**EXERCISE INSTRUCTIONS**
From the entries below, say how many lines carry the word "interactions", and give nothing but the number.

**DATA RECORDS**

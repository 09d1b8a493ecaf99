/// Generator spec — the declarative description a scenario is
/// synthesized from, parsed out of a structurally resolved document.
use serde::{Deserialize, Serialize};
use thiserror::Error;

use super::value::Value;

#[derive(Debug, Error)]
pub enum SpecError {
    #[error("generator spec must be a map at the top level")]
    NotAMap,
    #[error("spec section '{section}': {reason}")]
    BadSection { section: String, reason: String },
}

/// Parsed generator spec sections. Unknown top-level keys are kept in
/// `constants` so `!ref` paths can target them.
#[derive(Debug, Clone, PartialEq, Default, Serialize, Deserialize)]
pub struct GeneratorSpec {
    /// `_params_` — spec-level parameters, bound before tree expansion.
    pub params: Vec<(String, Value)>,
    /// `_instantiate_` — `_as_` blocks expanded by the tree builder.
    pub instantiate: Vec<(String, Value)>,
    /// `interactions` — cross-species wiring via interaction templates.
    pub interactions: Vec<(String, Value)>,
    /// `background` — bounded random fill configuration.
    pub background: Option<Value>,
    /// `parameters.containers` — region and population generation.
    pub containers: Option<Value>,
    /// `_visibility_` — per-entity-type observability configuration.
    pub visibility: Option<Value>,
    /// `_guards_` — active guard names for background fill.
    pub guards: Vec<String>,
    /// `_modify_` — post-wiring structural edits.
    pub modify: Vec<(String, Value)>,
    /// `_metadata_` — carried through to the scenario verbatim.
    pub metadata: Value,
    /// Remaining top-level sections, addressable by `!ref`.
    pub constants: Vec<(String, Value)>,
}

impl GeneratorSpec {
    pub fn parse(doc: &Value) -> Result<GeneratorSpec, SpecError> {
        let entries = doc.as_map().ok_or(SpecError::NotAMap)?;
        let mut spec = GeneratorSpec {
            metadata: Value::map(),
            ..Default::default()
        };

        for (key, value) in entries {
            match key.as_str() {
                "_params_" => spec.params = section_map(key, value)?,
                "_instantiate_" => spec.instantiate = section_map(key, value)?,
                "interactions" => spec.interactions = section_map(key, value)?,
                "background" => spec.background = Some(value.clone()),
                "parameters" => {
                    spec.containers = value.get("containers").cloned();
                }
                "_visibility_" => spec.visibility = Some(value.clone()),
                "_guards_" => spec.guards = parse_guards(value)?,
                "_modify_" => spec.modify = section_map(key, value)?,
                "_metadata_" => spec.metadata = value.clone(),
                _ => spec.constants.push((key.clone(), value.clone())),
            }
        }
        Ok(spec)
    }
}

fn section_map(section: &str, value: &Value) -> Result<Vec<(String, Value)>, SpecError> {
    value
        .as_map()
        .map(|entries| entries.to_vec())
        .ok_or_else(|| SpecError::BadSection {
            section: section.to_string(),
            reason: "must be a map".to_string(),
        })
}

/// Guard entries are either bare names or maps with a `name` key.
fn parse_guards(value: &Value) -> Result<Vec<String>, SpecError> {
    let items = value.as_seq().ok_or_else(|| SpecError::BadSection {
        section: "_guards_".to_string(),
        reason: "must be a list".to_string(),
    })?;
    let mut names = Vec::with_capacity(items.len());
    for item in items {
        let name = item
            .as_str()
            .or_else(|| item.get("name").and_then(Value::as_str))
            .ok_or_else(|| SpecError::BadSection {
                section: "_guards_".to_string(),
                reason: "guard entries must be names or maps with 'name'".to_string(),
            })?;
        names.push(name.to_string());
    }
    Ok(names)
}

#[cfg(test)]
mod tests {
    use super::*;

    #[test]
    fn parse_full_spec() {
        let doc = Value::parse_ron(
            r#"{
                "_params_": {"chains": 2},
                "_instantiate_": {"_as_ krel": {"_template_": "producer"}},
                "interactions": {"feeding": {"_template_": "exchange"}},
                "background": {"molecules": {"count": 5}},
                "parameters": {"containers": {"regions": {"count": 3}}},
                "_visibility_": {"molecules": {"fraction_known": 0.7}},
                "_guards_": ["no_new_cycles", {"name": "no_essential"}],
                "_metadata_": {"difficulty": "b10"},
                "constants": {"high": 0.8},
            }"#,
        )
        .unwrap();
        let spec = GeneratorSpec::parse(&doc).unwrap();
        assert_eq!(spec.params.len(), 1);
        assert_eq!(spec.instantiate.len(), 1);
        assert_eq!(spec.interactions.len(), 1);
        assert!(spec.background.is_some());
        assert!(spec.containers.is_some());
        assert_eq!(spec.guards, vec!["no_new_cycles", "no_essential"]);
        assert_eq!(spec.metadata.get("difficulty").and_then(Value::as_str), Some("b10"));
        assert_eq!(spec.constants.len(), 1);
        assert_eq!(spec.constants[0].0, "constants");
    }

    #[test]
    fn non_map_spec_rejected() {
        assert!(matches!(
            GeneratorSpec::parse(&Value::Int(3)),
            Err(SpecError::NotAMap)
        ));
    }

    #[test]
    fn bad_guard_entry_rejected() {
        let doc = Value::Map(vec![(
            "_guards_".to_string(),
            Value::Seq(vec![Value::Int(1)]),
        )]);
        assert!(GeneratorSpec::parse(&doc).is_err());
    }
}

**SOLUTION FOR THIS EXERCISE**
5